Там, в усадьбе заброшенной
Под пеплом в девять слоев,
Под прахом пожарищ,
Ветрами развеянных,
Ты ищи следы
Стародавней беды,
До самого сердца земли дойди,
Бесценный камень найди там внизу
Застывшую слезу
В давнюю пору пролитую...
Несколько дней спустя, девятнадцатого декабря, незадолго до рассвета, поблизости от того места, где побывал Копье, на пути к Томештской общине послышалось какое-то гудение - похоже было, что роятся пчелы. Но стояла глубокая осень, колоды были попрятаны в омшанники, а пчелы пробуждаются и свадьбы справляют лишь в лучах вешнего солнца. То было гуденье человеческих голосов: по уединенным тропинкам среди лесов и холмов торопливо пробиралось большое скопище ратников, войско того негодяя, который носил имя пыркэлаб Иримия и приобрел позорную известность в княжение Иона Водэ.
Во главе турецких конников и сборного молдавского войска двигался сам Иримия, а проводниками ему служили местные жители; с ним также отряд бояр и боярских детей. Известно, что молдавские бояре и боярские дети большие охотники до потасовок и схваток. Любят они погарцевать на коне, похваляясь дорогим убранством. Они заранее радовались, что нежданно-негаданно захватят господарев двор и стольный город и разобьют двенадцать сотен ратников гетмана Подковы, пусть он хоть двенадцать раз Подкова и гетман!
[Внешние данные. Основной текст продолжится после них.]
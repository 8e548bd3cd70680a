//! Comparison graph
//!
//! The service renders the fault-count comparison itself and ships it as a
//! base64 PNG. This module decodes it, reports a placeholder when it is
//! missing, and exports it to disk.
//!
//! Copyright (c) 2025 Mohammad Atashi <mohammadaliatashi@icloud.com>

use std::path::Path;

use base64::engine::general_purpose::STANDARD;
use base64::Engine;
use log::{debug, warn};

use crate::error::RenderError;

/// Text shown when no graph is available
pub const GRAPH_PLACEHOLDER: &str = "Could not generate graph.";

const PNG_SIGNATURE: &[u8] = b"\x89PNG\r\n\x1a\n";

/// Decoded comparison graph
#[derive(Debug, Clone, PartialEq, Eq)]
pub struct GraphImage {
    bytes: Vec<u8>,
}

impl GraphImage {
    /// Decode a base64 image as sent by the service
    pub fn decode(encoded: &str) -> Result<Self, RenderError> {
        let compact: String = encoded.chars().filter(|c| !c.is_whitespace()).collect();
        let bytes = STANDARD.decode(compact)?;
        Ok(Self { bytes })
    }

    pub fn bytes(&self) -> &[u8] {
        &self.bytes
    }

    pub fn len(&self) -> usize {
        self.bytes.len()
    }

    pub fn is_empty(&self) -> bool {
        self.bytes.is_empty()
    }

    pub fn is_png(&self) -> bool {
        self.bytes.starts_with(PNG_SIGNATURE)
    }

    /// Write the image to `path`
    pub fn save(&self, path: impl AsRef<Path>) -> Result<(), RenderError> {
        let path = path.as_ref();
        std::fs::write(path, &self.bytes).map_err(|source| RenderError::Io {
            path: path.to_path_buf(),
            source,
        })?;
        debug!("saved comparison graph ({} bytes) to {}", self.bytes.len(), path.display());
        Ok(())
    }
}

/// Graph slot of the results view
#[derive(Debug, Clone, PartialEq, Eq)]
pub enum GraphView {
    Image(GraphImage),
    Placeholder(&'static str),
}

impl GraphView {
    /// Build from the optional base64 field; undecodable data shows the
    /// placeholder like missing data does.
    pub fn from_encoded(encoded: Option<&str>) -> Self {
        match encoded.filter(|text| !text.trim().is_empty()) {
            Some(text) => match GraphImage::decode(text) {
                Ok(image) => GraphView::Image(image),
                Err(err) => {
                    warn!("ignoring comparison graph: {err}");
                    GraphView::Placeholder(GRAPH_PLACEHOLDER)
                }
            },
            None => GraphView::Placeholder(GRAPH_PLACEHOLDER),
        }
    }

    pub fn image(&self) -> Option<&GraphImage> {
        match self {
            GraphView::Image(image) => Some(image),
            GraphView::Placeholder(_) => None,
        }
    }
}

/// Export the graph of a result, if it has one
pub fn export_graph(encoded: Option<&str>, path: impl AsRef<Path>) -> Result<(), RenderError> {
    match GraphView::from_encoded(encoded) {
        GraphView::Image(image) => image.save(path),
        GraphView::Placeholder(_) => Err(RenderError::NoGraph),
    }
}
Да будь у него хоть двадцать сотен, хоть тридцать - все одно! Да и какие там сотни! Где Подкове их взять, коли его разбойники разъехались по волостям грабить? Не успеют воины Подковы глаза продрать, как бояре и наврапы, подобравшись втихомолку, кинутся и захватят господарский двор и Карвасару, окружат монастыри и крепко запрут выходы оттуда. Глядишь, до полдня еще далеко, а власть уж перешла в руки боярства, и уже мчатся гонцы к Петру Хромому и зовут его - пусть немедля жалует господарем в стольный город, захватив с собою турецкие отряды, кои он получил от беев дунайских крепостей.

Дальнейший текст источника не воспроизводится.